* _What to do_: After reading the data, copy it out in full and exactly.

* _Working data_:
= = = =
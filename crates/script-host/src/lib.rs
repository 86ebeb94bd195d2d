//! Perch Script Host
//!
//! Owns one sandboxed interpreter session at a time and drives it through
//! named events, one coroutine resume per event. Provides:
//!
//! - the event queue host collaborators post into,
//! - the resource handle table mapping opaque tokens to native objects,
//! - the watchdog that kills scripts which never yield,
//! - the cooperative scheduler (`Session::drain`),
//! - the script-facing `system`/`fs` API.
//!
//! ## Script API
//!
//! - `system.queue_event(name, ...)` - post an event to the machine
//! - `system.reboot()` / `system.shutdown()` - power requests, honored at
//!   the next host tick
//! - `system.log(msg)` - structured log line
//! - `system.uptime()` - seconds since this session booted
//! - `fs.open(path, mode)` / `fs.read(h)` / `fs.write(h, data)` /
//!   `fs.close(h)` - handle-based file access inside the virtual root
//! - `fs.exists` / `fs.list` / `fs.makedir` / `fs.delete`

mod bindings;
mod handles;
mod queue;
mod session;
mod watchdog;

pub use bindings::*;
pub use handles::*;
pub use queue::*;
pub use session::*;
pub use watchdog::*;

use std::sync::{Mutex, PoisonError};

use perch_protocol::PowerAction;

/// Errors from script execution, fatal to the current session.
#[derive(Debug, Clone, thiserror::Error)]
pub enum ScriptError {
    #[error("{message}")]
    Syntax { message: String },

    #[error("out of memory: {message}")]
    OutOfMemory { message: String },

    #[error("{message}")]
    Runtime {
        message: String,
        traceback: Option<String>,
    },
}

/// Power request latch, set synchronously from script space (or the host's
/// forced-reboot gesture) and consumed by the boot state machine between
/// drains.
///
/// Shutdown is sticky: a reboot request never downgrades it.
#[derive(Debug, Default)]
pub struct PowerSwitch {
    requested: Mutex<Option<PowerAction>>,
}

impl PowerSwitch {
    pub fn new() -> Self {
        Self::default()
    }

    pub fn request(&self, action: PowerAction) {
        let mut slot = self.lock();
        match *slot {
            Some(PowerAction::Shutdown) => {}
            _ => *slot = Some(action),
        }
    }

    pub fn take(&self) -> Option<PowerAction> {
        self.lock().take()
    }

    #[must_use]
    pub fn pending(&self) -> Option<PowerAction> {
        *self.lock()
    }

    fn lock(&self) -> std::sync::MutexGuard<'_, Option<PowerAction>> {
        self.requested.lock().unwrap_or_else(PoisonError::into_inner)
    }
}

#[cfg(test)]
mod tests {
    use super::*;

    #[test]
    fn shutdown_is_sticky() {
        let power = PowerSwitch::new();
        power.request(PowerAction::Shutdown);
        power.request(PowerAction::Reboot);
        assert_eq!(power.take(), Some(PowerAction::Shutdown));
        assert_eq!(power.take(), None);
    }

    #[test]
    fn reboot_upgrades_to_shutdown() {
        let power = PowerSwitch::new();
        power.request(PowerAction::Reboot);
        power.request(PowerAction::Shutdown);
        assert_eq!(power.pending(), Some(PowerAction::Shutdown));
    }
}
= = = =
* _Result of the task_:
filename crates/script-host/src/lib.rs
repository 86ebeb94bd195d2d
//! Perch Script Host
//!
//! Owns one sandboxed interpreter session at a time and drives it through
//! named events, one coroutine resume per event. Provides:
//!
//! - the event queue host collaborators post into,
//! - the resource handle table mapping opaque tokens to native objects,
//! - the watchdog that kills scripts which never yield,
//! - the cooperative scheduler (`Session::drain`),
//! - the script-facing `system`/`fs` API.
//!
//! ## Script API
//!
//! - `system.queue_event(name, ...)` - post an event to the machine
//! - `system.reboot()` / `system.shutdown()` - power requests, honored at
//!   the next host tick
//! - `system.log(msg)` - structured log line
//! - `system.uptime()` - seconds since this session booted
//! - `fs.open(path, mode)` / `fs.read(h)` / `fs.write(h, data)` /
//!   `fs.close(h)` - handle-based file access inside the virtual root
//! - `fs.exists` / `fs.list` / `fs.makedir` / `fs.delete`

mod bindings;
mod handles;
mod queue;
mod session;
mod watchdog;

pub use bindings::*;
pub use handles::*;
pub use queue::*;
pub use session::*;
pub use watchdog::*;

use std::sync::{Mutex, PoisonError};

use perch_protocol::PowerAction;

/// Errors from script execution, fatal to the current session.
#[derive(Debug, Clone, thiserror::Error)]
pub enum ScriptError {
    #[error("{message}")]
    Syntax { message: String },

    #[error("out of memory: {message}")]
    OutOfMemory { message: String },

    #[error("{message}")]
    Runtime {
        message: String,
        traceback: Option<String>,
    },
}

/// Power request latch, set synchronously from script space (or the host's
/// forced-reboot gesture) and consumed by the boot state machine between
/// drains.
///
/// Shutdown is sticky: a reboot request never downgrades it.
#[derive(Debug, Default)]
pub struct PowerSwitch {
    requested: Mutex<Option<PowerAction>>,
}

impl PowerSwitch {
    pub fn new() -> Self {
        Self::default()
    }

    pub fn request(&self, action: PowerAction) {
        let mut slot = self.lock();
        match *slot {
            Some(PowerAction::Shutdown) => {}
            _ => *slot = Some(action),
        }
    }

    pub fn take(&self) -> Option<PowerAction> {
        self.lock().take()
    }

    #[must_use]
    pub fn pending(&self) -> Option<PowerAction> {
        *self.lock()
    }

    fn lock(&self) -> std::sync::MutexGuard<'_, Option<PowerAction>> {
        self.requested.lock().unwrap_or_else(PoisonError::into_inner)
    }
}

#[cfg(test)]
mod tests {
    use super::*;

    #[test]
    fn shutdown_is_sticky() {
        let power = PowerSwitch::new();
        power.request(PowerAction::Shutdown);
        power.request(PowerAction::Reboot);
        assert_eq!(power.take(), Some(PowerAction::Shutdown));
        assert_eq!(power.take(), None);
    }

    #[test]
    fn reboot_upgrades_to_shutdown() {
        let power = PowerSwitch::new();
        power.request(PowerAction::Reboot);
        power.request(PowerAction::Shutdown);
        assert_eq!(power.pending(), Some(PowerAction::Shutdown));
    }
}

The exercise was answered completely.